今はドコモのおサイフケータイの「iD」というクレジットサービスなんかでは、オリックスレンタカーの料金支払いなどを携帯で出来るようになっていて、結構便利ですから、携帯電話がクレジットカードやウェブサービスの個人認証の道具として普及する日はそう遠くないでしょうね。iDと普通のおサイフケータイの最大の違いというのは、iDはクレジットカードですからコンビニなどで現金でチャージする必要がないということですね。いずれにしても、SONYが開発したFeliCaを利用したサービスというのは、おサイフケータイやEdyをはじめとしてますます拡大すると予測されています。
モバイル検索とも絡む話ですが、調査会社のエーシーニールセンによると、消費者の購買の意思決定に関するマーケティング調査では、インターネット検索とブランド価値が購買行動の決め手となるという結果が出ているそうです。

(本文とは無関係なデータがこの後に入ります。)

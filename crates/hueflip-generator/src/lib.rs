//! Puzzle generation for Hueflip.
//!
//! Puzzles are generated backwards: starting from a solved grid, the generator
//! applies the inverse of a number of clicks. Playing those clicks forward in
//! reverse order solves the puzzle, so every generated puzzle comes with a
//! certified solution of known length.
//!
//! # Overview
//!
//! - [`DifficultyProfile`]: grid size, color count and move count for a level.
//! - [`PuzzleGenerator`]: builds a [`GeneratedPuzzle`] for a level, optionally
//!   from a [`PuzzleSeed`] for reproducibility.
//! - [`tutorial`]: hand-designed patterns used for the first levels.
//!
//! # Examples
//!
//! ```
//! use hueflip_generator::{PuzzleGenerator, PuzzleSeed};
//!
//! let generator = PuzzleGenerator::new();
//! let seed = PuzzleSeed::from_bytes([7; 32]);
//! let puzzle = generator.generate_with_seed(12, seed)?;
//!
//! assert_eq!(puzzle.level(), 12);
//! assert_eq!(puzzle.seed, seed);
//! assert!(puzzle.verify_solution());
//! # Ok::<(), hueflip_generator::GenerateError>(())
//! ```

pub use self::{
    difficulty::DifficultyProfile,
    generator::{
        GenerateError, GeneratedPuzzle, GeneratorConfig, PuzzleGenerator, PuzzleSource,
    },
    seed::{PuzzleSeed, SeedParseError},
    tutorial::{
        BuiltinTutorials, LAST_TUTORIAL_LEVEL, NoTutorials, TutorialPattern, TutorialPatterns,
        is_tutorial_level,
    },
};

mod difficulty;
mod generator;
mod seed;
pub mod tutorial;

インターネット検索とブランド力がとりわけ大きな影響を持っていたのは、、「休暇や旅行」(54%)、「MP3プレーヤ」(42%)、「携帯電話」(39%)、「ローン」(29%)などだった。一方、ブログを参考にすると回答した人は、すべての製品とサービスにおいて10%以下となった。車、銀行、携帯電話に関しては、ブランド名やブランドの評判を参考にして購入を決定したり、以前使ったことがあるブランドや会社を選ぶ傾向が強かった。
また、日本の消費者は世界全体と比べ、インターネット検索以外に、テレビや出版広告がすべての製品・サービスの購入において影響を与えていることが分かった。